Using the entries below, say how many of the lines carry "configured". Write the number alone.

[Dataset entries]
>>>
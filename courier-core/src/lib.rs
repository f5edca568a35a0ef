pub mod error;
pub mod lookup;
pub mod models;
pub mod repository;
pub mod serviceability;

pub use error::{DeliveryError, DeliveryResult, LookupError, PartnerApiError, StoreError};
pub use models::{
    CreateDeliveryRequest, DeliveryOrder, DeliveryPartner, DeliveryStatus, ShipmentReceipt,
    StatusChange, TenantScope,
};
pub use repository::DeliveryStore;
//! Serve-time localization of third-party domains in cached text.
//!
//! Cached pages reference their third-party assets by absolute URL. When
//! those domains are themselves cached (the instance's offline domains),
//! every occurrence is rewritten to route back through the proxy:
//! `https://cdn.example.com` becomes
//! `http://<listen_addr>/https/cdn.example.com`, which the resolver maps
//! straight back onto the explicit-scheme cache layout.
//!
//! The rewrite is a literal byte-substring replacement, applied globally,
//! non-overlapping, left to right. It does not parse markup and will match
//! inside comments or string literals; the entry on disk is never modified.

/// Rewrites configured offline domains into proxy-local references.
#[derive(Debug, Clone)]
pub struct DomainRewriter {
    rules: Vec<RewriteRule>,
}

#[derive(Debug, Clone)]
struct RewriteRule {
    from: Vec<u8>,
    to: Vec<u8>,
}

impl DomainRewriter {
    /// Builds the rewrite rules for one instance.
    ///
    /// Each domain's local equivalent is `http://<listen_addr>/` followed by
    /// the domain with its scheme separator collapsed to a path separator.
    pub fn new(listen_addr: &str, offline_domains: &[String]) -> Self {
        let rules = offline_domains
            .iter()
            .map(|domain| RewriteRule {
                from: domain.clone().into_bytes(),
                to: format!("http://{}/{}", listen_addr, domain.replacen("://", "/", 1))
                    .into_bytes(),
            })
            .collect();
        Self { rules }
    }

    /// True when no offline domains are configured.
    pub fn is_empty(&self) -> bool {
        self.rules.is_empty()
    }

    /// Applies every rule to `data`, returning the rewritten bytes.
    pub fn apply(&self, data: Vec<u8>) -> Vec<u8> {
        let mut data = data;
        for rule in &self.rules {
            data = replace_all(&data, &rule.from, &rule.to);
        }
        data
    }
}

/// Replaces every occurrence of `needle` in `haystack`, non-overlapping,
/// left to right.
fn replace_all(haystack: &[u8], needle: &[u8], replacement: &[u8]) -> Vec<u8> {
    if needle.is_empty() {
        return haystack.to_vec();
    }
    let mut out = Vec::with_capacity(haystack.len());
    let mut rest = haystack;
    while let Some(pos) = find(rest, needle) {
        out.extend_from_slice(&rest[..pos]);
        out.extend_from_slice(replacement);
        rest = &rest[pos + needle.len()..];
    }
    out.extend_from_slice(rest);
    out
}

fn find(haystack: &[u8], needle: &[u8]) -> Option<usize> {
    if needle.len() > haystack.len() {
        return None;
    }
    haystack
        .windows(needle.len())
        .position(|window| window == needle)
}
<<<
>>>
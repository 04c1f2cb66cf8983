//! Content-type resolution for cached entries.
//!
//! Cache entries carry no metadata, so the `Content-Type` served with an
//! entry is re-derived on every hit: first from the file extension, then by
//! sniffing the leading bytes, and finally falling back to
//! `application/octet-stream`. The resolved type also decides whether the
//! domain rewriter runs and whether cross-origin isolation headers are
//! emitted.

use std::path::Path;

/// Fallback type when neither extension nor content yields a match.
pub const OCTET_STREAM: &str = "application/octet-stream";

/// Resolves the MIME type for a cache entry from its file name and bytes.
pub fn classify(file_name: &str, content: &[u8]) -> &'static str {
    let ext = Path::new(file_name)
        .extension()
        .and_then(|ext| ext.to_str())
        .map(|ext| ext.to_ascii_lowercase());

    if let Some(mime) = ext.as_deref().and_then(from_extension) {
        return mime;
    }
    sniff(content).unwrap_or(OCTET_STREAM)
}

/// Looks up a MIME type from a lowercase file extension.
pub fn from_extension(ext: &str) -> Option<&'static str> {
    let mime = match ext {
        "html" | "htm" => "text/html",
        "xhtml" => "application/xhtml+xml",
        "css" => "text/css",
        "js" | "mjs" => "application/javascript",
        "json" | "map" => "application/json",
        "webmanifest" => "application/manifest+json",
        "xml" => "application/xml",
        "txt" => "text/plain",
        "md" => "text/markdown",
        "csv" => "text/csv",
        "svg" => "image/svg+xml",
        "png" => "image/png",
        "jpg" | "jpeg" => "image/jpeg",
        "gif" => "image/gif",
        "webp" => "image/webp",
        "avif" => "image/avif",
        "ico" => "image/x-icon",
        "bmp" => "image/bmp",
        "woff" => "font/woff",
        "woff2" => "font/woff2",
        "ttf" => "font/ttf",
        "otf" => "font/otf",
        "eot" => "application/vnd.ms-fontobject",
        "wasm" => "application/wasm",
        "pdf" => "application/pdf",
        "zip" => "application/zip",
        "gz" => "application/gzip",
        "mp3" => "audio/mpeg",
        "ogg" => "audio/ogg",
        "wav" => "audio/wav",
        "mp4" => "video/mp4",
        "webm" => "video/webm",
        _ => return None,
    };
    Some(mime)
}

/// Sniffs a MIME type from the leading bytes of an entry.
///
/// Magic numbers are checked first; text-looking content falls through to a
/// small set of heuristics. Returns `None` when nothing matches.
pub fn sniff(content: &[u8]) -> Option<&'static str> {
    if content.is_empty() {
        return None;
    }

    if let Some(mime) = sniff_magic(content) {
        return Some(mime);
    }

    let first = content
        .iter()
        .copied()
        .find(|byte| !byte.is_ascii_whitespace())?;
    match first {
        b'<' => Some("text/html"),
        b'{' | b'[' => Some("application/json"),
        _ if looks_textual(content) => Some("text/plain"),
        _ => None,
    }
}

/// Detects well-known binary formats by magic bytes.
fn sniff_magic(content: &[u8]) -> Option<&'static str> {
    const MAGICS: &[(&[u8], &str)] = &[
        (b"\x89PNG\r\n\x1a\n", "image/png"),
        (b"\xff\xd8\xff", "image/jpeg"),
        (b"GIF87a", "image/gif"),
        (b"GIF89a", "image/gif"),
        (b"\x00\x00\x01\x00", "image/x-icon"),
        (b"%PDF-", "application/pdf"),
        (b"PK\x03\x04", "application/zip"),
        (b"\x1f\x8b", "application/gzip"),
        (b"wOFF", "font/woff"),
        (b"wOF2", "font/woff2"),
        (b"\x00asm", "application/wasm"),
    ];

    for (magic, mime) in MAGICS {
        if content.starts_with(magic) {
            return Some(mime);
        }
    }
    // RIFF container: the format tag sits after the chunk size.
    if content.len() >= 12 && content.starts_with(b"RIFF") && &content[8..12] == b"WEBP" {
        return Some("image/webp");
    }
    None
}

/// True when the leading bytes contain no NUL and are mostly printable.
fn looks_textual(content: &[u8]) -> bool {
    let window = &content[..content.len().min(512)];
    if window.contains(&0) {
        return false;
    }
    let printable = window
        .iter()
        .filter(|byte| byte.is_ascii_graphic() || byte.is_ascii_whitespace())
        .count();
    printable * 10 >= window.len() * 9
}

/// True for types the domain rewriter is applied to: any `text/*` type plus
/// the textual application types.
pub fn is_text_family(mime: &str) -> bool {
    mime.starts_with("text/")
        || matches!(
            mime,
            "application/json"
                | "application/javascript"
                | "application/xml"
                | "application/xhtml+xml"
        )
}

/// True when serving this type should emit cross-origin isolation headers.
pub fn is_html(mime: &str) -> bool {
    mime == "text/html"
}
<<<
**Reply to the task**
2